La 6ème Biennale

Contribution longue recherchée

Atelier : Citoyenneté, valeurs et violence. Ethique et médiation : sont-elles au coeur des problématiques d'éducation ?


Titre : Références conceptuelles et action éducative/formative dans le champ de l'interculturel
Auteurs : ASGARALLY Issa

Texte :

Références conceptuelles et action éducative / formative dans le champ de l’interculturel

par Issa ASGARALLY (Ile Maurice)

     La bipolarisation du monde s’est accentuée depuis les événements du 11 septembre et leurs séquelles. La thèse de Samuel Huntington sur le “clash of civilizations” connaît un regain d’intérêt. Sur le plan national, les émeutes de février 1999 ont mené l’île Maurice au bord d’un affrontement interethnique qui aurait fait exploser la société et provoqué l’arrivée des troupes britanniques comme en 1968, date de l’Indépendance. Le tournoi de football de première division a dû être interrompu à la suite de multiples affrontements entre les partisans des équipes à caractère ethnique.

     Sur cette toile de fond que présentent le monde en général et la société mauricienne en particulier, les constats des chercheurs sont accablants.
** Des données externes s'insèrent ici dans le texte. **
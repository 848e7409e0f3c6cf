// =============================================================================
// Weight Optimizer — recalibrates source weights from realized accuracy
// =============================================================================
//
// Runs out-of-band from decision evaluation: the recorder pings a channel
// when an optimization batch completes, and this task drains the performance
// windows, computes the new vector, and publishes it as a fresh version.
//
// Per source with votes in the window:
//   accuracy   = agreeing / total
//   raw target = accuracy / Σ accuracies (over voted sources)
//   blended    = α × raw + (1 − α) × prior
// Sources with no votes keep their prior weight. Everything is renormalized
// to sum to 1 before publishing.
// =============================================================================

use std::collections::{BTreeMap, HashMap};
use std::sync::Arc;

use chrono::{DateTime, Utc};
use parking_lot::Mutex;
use serde::Serialize;
use tokio::sync::mpsc::UnboundedReceiver;
use tracing::{info, warn};

use crate::performance::{PerformanceTracker, SourceWindow};
use crate::weights::{WeightStore, WeightVector};

/// Audit entry for one recalibration.
#[derive(Debug, Clone, Serialize)]
pub struct OptimizationRecord {
    pub at: DateTime<Utc>,
    pub trades_analyzed: u64,
    pub old_version: u64,
    pub new_version: u64,
    pub accuracies: BTreeMap<String, f64>,
}

pub struct WeightOptimizer {
    /// Smoothing factor in (0, 1]: how far one batch can move a weight.
    alpha: f64,
    history: Mutex<Vec<OptimizationRecord>>,
}

impl WeightOptimizer {
    pub fn new(alpha: f64) -> Self {
        Self {
            alpha: alpha.clamp(f64::MIN_POSITIVE, 1.0),
            history: Mutex::new(Vec::new()),
        }
    }

    /// Compute the next weight vector, or `None` when the window carries no
    /// usable accuracy data (the prior stays in force).
    pub fn optimize(
        &self,
        prior: &WeightVector,
        windows: &HashMap<String, SourceWindow>,
    ) -> Option<WeightVector> {
        let mut accuracies: BTreeMap<String, f64> = BTreeMap::new();
        let mut trades_analyzed = 0u64;

        for (source, window) in windows {
            if !prior.weights.contains_key(source) {
                warn!(source = %source, "votes from unconfigured source ignored");
                continue;
            }
            if let Some(acc) = window.accuracy() {
                trades_analyzed = trades_analyzed.max(window.total_votes);
                accuracies.insert(source.clone(), acc);
            }
        }

        let total_accuracy: f64 = accuracies.values().sum();
        if accuracies.is_empty() || total_accuracy <= 0.0 {
            warn!("no usable accuracy data in this batch, keeping current weights");
            return None;
        }

        // Blend: voted sources move toward their accuracy share, silent
        // sources keep their prior weight.
        let mut blended: BTreeMap<String, f64> = BTreeMap::new();
        for (source, prior_weight) in &prior.weights {
            let weight = match accuracies.get(source) {
                Some(acc) => {
                    let raw = acc / total_accuracy;
                    self.alpha * raw + (1.0 - self.alpha) * prior_weight
                }
                None => *prior_weight,
            };
            blended.insert(source.clone(), weight);
        }

        let total: f64 = blended.values().sum();
        let normalized: BTreeMap<String, f64> = blended
            .into_iter()
            .map(|(k, w)| (k, w / total))
            .collect();

        let next = WeightVector {
            version: prior.version + 1,
            weights: normalized,
            updated_at: Utc::now(),
        };

        for (source, acc) in &accuracies {
            info!(
                source = %source,
                accuracy = acc,
                old_weight = prior.get(source),
                new_weight = next.get(source),
                "source weight recalibrated"
            );
        }

        self.history.lock().push(OptimizationRecord {
            at: next.updated_at,
            trades_analyzed,
            old_version: prior.version,
            new_version: next.version,
            accuracies,
        });

        Some(next)
    }

    pub fn history(&self) -> Vec<OptimizationRecord> {
        self.history.lock().clone()
    }
}

/// Background recalibration task. Never blocks evaluation: it only ever
/// consumes drained windows and publishes whole new vectors.
pub async fn run_optimizer_loop(
    mut trigger_rx: UnboundedReceiver<()>,
    store: Arc<WeightStore>,
    performance: Arc<PerformanceTracker>,
    optimizer: Arc<WeightOptimizer>,
) {
    while trigger_rx.recv().await.is_some() {
        let windows = performance.take_windows();
        let prior = store.snapshot();
        match optimizer.optimize(&prior, &windows) {
            Some(next) => store.publish(next),
            None => store.retry_save(),
        }
    }
    info!("optimizer channel closed, recalibration task exiting");
}

// =============================================================================
// Tests
// =============================================================================
#[cfg(test)]
mod tests {
    use super::*;
    use crate::weights::WEIGHT_SUM_EPSILON;

    fn prior(entries: &[(&str, f64)]) -> WeightVector {
        let map: BTreeMap<String, f64> =
            entries.iter().map(|(k, w)| (k.to_string(), *w)).collect();
        WeightVector::initial(&map, Utc::now()).unwrap()
    }

    fn window(agreeing: u64, total: u64) -> SourceWindow {
        SourceWindow {
            agreeing_votes: agreeing,
            total_votes: total,
        }
    }

    #[test]
    fn accuracy_shift_is_blended_then_renormalized() {
        // oracle 75% accurate, technical 60% over a 100-trade batch,
        // α = 0.30, prior {oracle 0.30, technical 0.35, sentiment 0.20,
        // macro 0.15}. Raw targets among the two voted sources are
        // 0.5556 / 0.4444; blended oracle = 0.3×0.5556 + 0.7×0.30 ≈ 0.3767
        // before the final renormalization across all four.
        let optimizer = WeightOptimizer::new(0.30);
        let p = prior(&[
            ("oracle", 0.30),
            ("technical", 0.35),
            ("sentiment", 0.20),
            ("macro", 0.15),
        ]);
        let windows = HashMap::from([
            ("oracle".to_string(), window(75, 100)),
            ("technical".to_string(), window(60, 100)),
        ]);

        let next = optimizer.optimize(&p, &windows).unwrap();
        assert_eq!(next.version, 2);
        next.validate().unwrap();

        // Hand-computed: blended = {0.376667, 0.378333, 0.20, 0.15},
        // total 1.105.
        assert!((next.get("oracle") - 0.376667 / 1.105).abs() < 1e-4);
        assert!((next.get("technical") - 0.378333 / 1.105).abs() < 1e-4);
        assert!((next.get("sentiment") - 0.20 / 1.105).abs() < 1e-4);
        assert!((next.get("macro") - 0.15 / 1.105).abs() < 1e-4);
    }

    #[test]
    fn weights_sum_to_one_after_every_optimization() {
        let optimizer = WeightOptimizer::new(0.5);
        let mut current = prior(&[("a", 0.25), ("b", 0.25), ("c", 0.5)]);

        for round in 0..10u64 {
            let windows = HashMap::from([
                ("a".to_string(), window(round + 1, 10)),
                ("b".to_string(), window(10 - round.min(9), 10)),
                ("c".to_string(), window(5, 10)),
            ]);
            current = optimizer.optimize(&current, &windows).unwrap();
            let total: f64 = current.weights.values().sum();
            assert!((total - 1.0).abs() <= WEIGHT_SUM_EPSILON);
        }
        assert_eq!(current.version, 11);
    }

    #[test]
    fn silent_sources_keep_prior_weight_before_renormalization() {
        let optimizer = WeightOptimizer::new(1.0);
        let p = prior(&[("a", 0.5), ("b", 0.3), ("c", 0.2)]);
        let windows = HashMap::from([("a".to_string(), window(8, 10))]);

        let next = optimizer.optimize(&p, &windows).unwrap();
        // With α = 1 the only voted source jumps to raw target 1.0; b and c
        // hold 0.3 / 0.2 pre-normalization, so the ratio b:c survives.
        let ratio = next.get("b") / next.get("c");
        assert!((ratio - 1.5).abs() < 1e-9);
        next.validate().unwrap();
    }

    #[test]
    fn empty_window_keeps_the_prior_vector() {
        let optimizer = WeightOptimizer::new(0.3);
        let p = prior(&[("a", 0.6), ("b", 0.4)]);
        assert!(optimizer.optimize(&p, &HashMap::new()).is_none());
    }

    #[test]
    fn unconfigured_sources_are_ignored() {
        let optimizer = WeightOptimizer::new(0.3);
        let p = prior(&[("a", 0.6), ("b", 0.4)]);
        let windows = HashMap::from([
            ("a".to_string(), window(5, 10)),
            ("rogue".to_string(), window(10, 10)),
        ]);
        let next = optimizer.optimize(&p, &windows).unwrap();
        assert_eq!(next.get("rogue"), 0.0);
        next.validate().unwrap();
    }

    #[test]
    fn history_records_each_recalibration() {
        let optimizer = WeightOptimizer::new(0.3);
        let p = prior(&[("a", 0.5), ("b", 0.5)]);
        let windows = HashMap::from([("a".to_string(), window(7, 10))]);
        let next = optimizer.optimize(&p, &windows).unwrap();
        let _ = next;

        let history = optimizer.history();
        assert_eq!(history.len(), 1);
        assert_eq!(history[0].old_version, 1);
        assert_eq!(history[0].new_version, 2);
        assert!((history[0].accuracies["a"] - 0.7).abs() < 1e-9);
    }
}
Le “but ultime de la production est devenu la production de marchandises alors qu’il devrait être le production d’êtres humains plus libres, associés les uns aux autres sur un pied d’égalité” (Noam Chomsky). Les “germes de la guerre civile se développent aujourd’hui au sein même de l’école” alors que le rôle de cette dernière, “loin de contribuer au développement des appartenances communautaires”, devrait être de“produire du lien social, de préparer les jeunes à accéder à une société et à assimiler ses exigences particulières”. (Philippe Meirieu & Marc Guiraud). La finalité de l’école semble être “une tête bien pleine, c’est-à-dire une tête où le savoir est accumulé, empilé, et ne dispose pas d’un principe de sélection et d’organisation qui lui donne sens”.Pourtant, Montaigne a formulé ce qui devrait être sa première finalité: “une tête bien faite, c’est-à-dire une tête qui dispose d’une aptitude générale à poser et traiter des problèmes et de principes organisateurs qui permettent de relier les savoirs et de leur donner sens”. ( Edgar Morin). La culture, au sens esthétique, s’estompe à l’école, le gouffre entre la culture des humanités et la culture scientifique s’étend. Or, “une particularité de l’espèce humaine est d’être intrinsèquement culturelle, et le rôle de l’éducation est d’introduire les jeunes générations dans la culture” (Jérome Bruner) .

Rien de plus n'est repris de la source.